Gary King is the Weatherhead University Professor at Harvard University. He also serves as Director of the Institute for Quantitative Social Science. He and his research group develop and apply empirical methods in many areas of social science research. Full bio and CV

## Research Areas

• Anchoring Vignettes (for interpersonal incomparability)
Methods for interpersonal incomparability, when respondents (from different cultures, genders, countries, or ethnic groups) understand survey questions in different ways; for developing theoretical definitions of complicated concepts apparently definable only by example (i.e., "you know it when you see it").
• Automated Text Analysis
Automated and computer-assisted methods of extracting, organizing, understanding, conceptualizing, and consuming knowledge from massive quantities of unstructured text.
• Causal Inference
Methods for detecting and reducing model dependence (i.e., when minor model changes produce substantively different inferences) in inferring causal effects and other counterfactuals. Matching methods; "politically robust" and cluster-randomized experimental designs; causal bias decompositions.
• Event Counts and Durations
Statistical models to explain or predict how many events occur for each fixed time period, or the time between events. An application to cabinet dissolution in parliamentary democracies which united two previously warring scholarly literature. Other applications to international relations and U.S. Supreme Court appointments.
• Ecological Inference
Inferring individual behavior from group-level data: The first approach to incorporate both unit-level deterministic bounds and cross-unit statistical information, methods for 2x2 and larger tables, Bayesian model averaging, applications to elections, software.
• Missing Data & Measurement Error
Statistical methods to accommodate missing information in data sets due to scattered unit nonresponse, missing variables, or values or variables measured with error. Easy-to-use algorithms and software for multiple imputation and multiple overimputation for surveys, time series, and time series cross-sectional data. Applications to electoral, and other compositional, data.
• Qualitative Research
How the same unified theory of inference underlies quantitative and qualitative research alike; scientific inference when quantification is difficult or impossible; research design; empirical research in legal scholarship.
• Rare Events
How to save 99% of your data collection costs; bias corrections for logistic regression in estimating probabilities and causal effects in rare events data; estimating base probabilities or any quantity from case-control data; automated coding of events.
• Survey Research
How surveys work and a variety of methods to use with surveys. Surveys for estimating death rates, why election polls are so variable when the vote is so predictable, and health inequality.
• Unifying Statistical Analysis
Development of a unified approach to statistical modeling, inference, interpretation, presentation, analysis, and software; integrated with most of the other projects listed here.
• Evaluating Social Security Forecasts
The accuracy of U.S. Social Security Administration (SSA) demographic and financial forecasts is crucial for the solvency of its Trust Funds, government programs comprising greater than 50% of all federal government expenditures, industry decision making, and the evidence base of many scholarly articles. Forecasts are also essential for scoring policy proposals, put forward by both political parties. Because SSA makes public little replication information, and uses ad hoc, qualitative, and antiquated statistical forecasting methods, no one in or out of government has been able to produce fully independent alternative forecasts or policy scorings. Yet, no systematic evaluation of SSA forecasts has ever been published by SSA or anyone else. We show that SSA's forecasting errors were approximately unbiased until about 2000, but then began to grow quickly, with increasingly overconfident uncertainty intervals. Moreover, the errors all turn out to be in the same potentially dangerous direction, each making the Social Security Trust Funds look healthier than they actually are. We also discover the cause of these findings with evidence from a large number of interviews we conducted with participants at every level of the forecasting and policy processes. We show that SSA's forecasting procedures meet all the conditions the modern social-psychology and statistical literatures demonstrate make bias likely. When those conditions mixed with potent new political forces trying to change Social Security and influence the forecasts, SSA's actuaries hunkered down trying hard to insulate themselves from the intense political pressures.
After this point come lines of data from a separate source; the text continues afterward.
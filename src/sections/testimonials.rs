use yew::prelude::*;

use crate::config;
use crate::content::TESTIMONIALS;
use crate::hooks::carousel::{use_auto_rotate, use_carousel, CarouselAction};
use crate::hooks::visibility::{reveal, use_visibility, RevealMode};

#[function_component(Testimonials)]
pub fn testimonials() -> Html {
    let section = use_node_ref();
    let visible = use_visibility(section.clone(), config::REVEAL_THRESHOLD, RevealMode::Latch);
    let carousel = use_carousel(TESTIMONIALS.len());
    // Keeps rotating through manual clicks as well.
    use_auto_rotate(&carousel, config::TESTIMONIAL_ROTATE_MS);

    let next = {
        let carousel = carousel.clone();
        Callback::from(move |_: MouseEvent| carousel.dispatch(CarouselAction::Next))
    };
    let previous = {
        let carousel = carousel.clone();
        Callback::from(move |_: MouseEvent| carousel.dispatch(CarouselAction::Previous))
    };
    let jump = |index: usize| {
        let carousel = carousel.clone();
        Callback::from(move |_: MouseEvent| carousel.dispatch(CarouselAction::JumpTo(index)))
    };

    let current = &TESTIMONIALS[carousel.index()];

    html! {
        <section id="testimonials" ref={section} class="testimonials-section">
            <div class="quote-backdrop left">{"❝"}</div>
            <div class="quote-backdrop right">{"❞"}</div>
            <div class="section-inner">
                <div class={classes!(reveal(visible), "section-header")}>
                    <span class="section-tag green">{"学员评价"}</span>
                    <h2>{"学员怎么"}<span class="text-gradient">{"说"}</span></h2>
                    <p>{"听听他们的学习故事和成功经验"}</p>
                </div>

                <div class={classes!(reveal(visible), "delay-200", "testimonial-wrap")}>
                    <div class="testimonial-card">
                        <div class="testimonial-quote-icon">{"❝"}</div>
                        <div class="testimonial-stars">
                            { for (0..current.rating).map(|i| html! { <span key={i.to_string()} class="star">{"★"}</span> }) }
                        </div>
                        <p class="testimonial-text">{format!("\u{201c}{}\u{201d}", current.content)}</p>
                        <div class="testimonial-footer">
                            <div class="testimonial-author">
                                <img src={current.avatar} alt={current.name} />
                                <div>
                                    <div class="testimonial-name">{current.name}</div>
                                    <div class="testimonial-role">{current.role}</div>
                                </div>
                            </div>
                            <div class="testimonial-nav">
                                <button onclick={previous}>{"‹"}</button>
                                <button onclick={next}>{"›"}</button>
                            </div>
                        </div>
                    </div>

                    <div class="testimonial-avatars">
                        { for TESTIMONIALS.iter().enumerate().map(|(index, testimonial)| {
                            let active = carousel.is_active(index);
                            html! {
                                <button key={testimonial.id.to_string()} class={classes!("avatar-button", active.then_some("active"))} onclick={jump(index)}>
                                    <img src={testimonial.avatar} alt={testimonial.name} />
                                </button>
                            }
                        }) }
                    </div>

                    <div class="testimonial-dots">
                        { for (0..TESTIMONIALS.len()).map(|index| html! {
                            <button
                                key={index.to_string()}
                                class={classes!("dot-button", carousel.is_active(index).then_some("active"))}
                                onclick={jump(index)}
                            />
                        }) }
                    </div>
                </div>
            </div>
            <style>
                {r#"
                .testimonials-section { padding: 96px 0; background: #fff; position: relative; overflow: hidden; }
                .quote-backdrop { position: absolute; font-size: 192px; opacity: 0.05; line-height: 1; }
                .quote-backdrop.left { top: 80px; left: 40px; color: #ff6a6a; }
                .quote-backdrop.right { bottom: 80px; right: 40px; color: #7b5cff; }
                .testimonial-wrap { max-width: 56rem; margin: 0 auto; }
                .testimonial-card { position: relative; background: #f9fafb; border-radius: 24px; padding: 48px; }
                .testimonial-quote-icon { position: absolute; top: -24px; left: 32px; width: 48px; height: 48px; background: #ff6a6a; color: #fff; border-radius: 12px; display: flex; align-items: center; justify-content: center; font-size: 24px; box-shadow: 0 10px 15px rgba(0, 0, 0, 0.1); }
                .testimonial-stars { display: flex; gap: 4px; margin: 16px 0 24px; }
                .star { color: #facc15; font-size: 20px; }
                .testimonial-text { font-size: 22px; color: #374151; line-height: 1.7; margin-bottom: 32px; animation: fadeIn 0.5s ease; }
                .testimonial-footer { display: flex; justify-content: space-between; align-items: center; }
                .testimonial-author { display: flex; align-items: center; gap: 16px; }
                .testimonial-author img { width: 56px; height: 56px; border-radius: 50%; object-fit: cover; border: 2px solid #fff; box-shadow: 0 10px 15px rgba(0, 0, 0, 0.1); }
                .testimonial-name { font-weight: 600; color: #111827; }
                .testimonial-role { font-size: 14px; color: #6b7280; }
                .testimonial-nav { display: flex; gap: 8px; }
                .testimonial-nav button { width: 48px; height: 48px; border-radius: 50%; border: 2px solid #e5e7eb; background: transparent; font-size: 20px; cursor: pointer; transition: all 0.3s ease; }
                .testimonial-nav button:hover { border-color: #ff6a6a; color: #ff6a6a; }
                .testimonial-avatars { display: flex; justify-content: center; gap: 16px; margin-top: 32px; }
                .avatar-button { border: none; background: transparent; padding: 0; cursor: pointer; transform: scale(0.9); opacity: 0.5; filter: grayscale(1); transition: all 0.3s ease; }
                .avatar-button.active { transform: scale(1.1); opacity: 1; filter: none; }
                .avatar-button img { width: 48px; height: 48px; border-radius: 50%; object-fit: cover; border: 2px solid transparent; }
                .avatar-button.active img { border-color: #ff6a6a; }
                .testimonial-dots { display: flex; justify-content: center; gap: 8px; margin-top: 24px; }
                .dot-button { width: 8px; height: 8px; border-radius: 999px; border: none; background: #d1d5db; cursor: pointer; transition: all 0.3s ease; }
                .dot-button:hover { background: #9ca3af; }
                .dot-button.active { width: 32px; background: #ff6a6a; }
                "#}
            </style>
        </section>
    }
}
Unfortunately, this otherwise laudable resistance to undue influence, along with their ad hoc qualitative forecasting models, led them to also miss important changes in the input data such as retirees living longer lives, and drawing more benefits, than predicted by simple extrapolations. We explain that solving this problem involves using (a) removing human judgment where possible, by using formal statistical methods -- via the revolution in data science and big data; (b) instituting formal structural procedures when human judgment is required -- via the revolution in social psychological research; and (c) requiring transparency and data sharing to catch errors that slip through -- via the revolution in data sharing & replication.An article at Barron's about our work.
Proof that previously used estimators of electoral incumbency advantage were biased, and a new unbiased estimator. Also, the first systematic demonstration that constituency service by legislators increases the incumbency advantage.
• Chinese Censorship
• Mexican Health Care Evaluation
An evaluation of the Mexican Seguro Popular program (designed to extend health insurance and regular and preventive medical care, pharmaceuticals, and health facilities to 50 million uninsured Mexicans), one of the world's largest health policy reforms of the last two decades. Our evaluation features a new design for field experiments that is more robust to the political interventions and implementation errors that have ruined many similar previous efforts; new statistical methods that produce more reliable and efficient results using fewer resources, assumptions, and data, as well as standard errors that are as much as 600% smaller; and an implementation of these methods in the largest randomized health policy experiment to date. (See the Harvard Gazette story on this project.)
• Presidency Research; Voting Behavior
Resolution of the paradox of why polls are so variable over time during presidential campaigns even though the vote outcome is easily predictable before it starts. Also, a resolution of a key controversy over absentee ballots during the 2000 presidential election; and the methodology of small-n research on executives.
• Informatics and Data Sharing
Replication Standards New standards, protocols, and software for citing, sharing, analyzing, archiving, preserving, distributing, cataloging, translating, disseminating, naming, verifying, and replicating scholarly research data and analyses. Also includes proposals to improve the norms of data sharing and replication in science.
• International Conflict
Methods for coding, analyzing, and forecasting international conflict and state failure. Evidence that the causes of conflict, theorized to be important but often found to be small or ephemeral, are indeed tiny for the vast majority of dyads, but are large, stable, and replicable wherever the ex ante probability of conflict is large.
• Legislative Redistricting
The definition of partisan symmetry as a standard for fairness in redistricting; methods and software for measuring partisan bias and electoral responsiveness; discussion of U.S. Supreme Court rulings about this work. Evidence that U.S. redistricting reduces bias and increases responsiveness, and that the electoral college is fair; applications to legislatures, primaries, and multiparty systems.
• Mortality Studies
Methods for forecasting mortality rates (overall or for time series data cross-classified by age, sex, country, and cause); estimating mortality rates in areas without vital registration; measuring inequality in risk of death; applications to US mortality, the future of the Social Security, armed conflict, heart failure, and human security.
Publications and other projects designed to improve teaching, learning, and university administration, as well as broader writings on the future of the social sciences.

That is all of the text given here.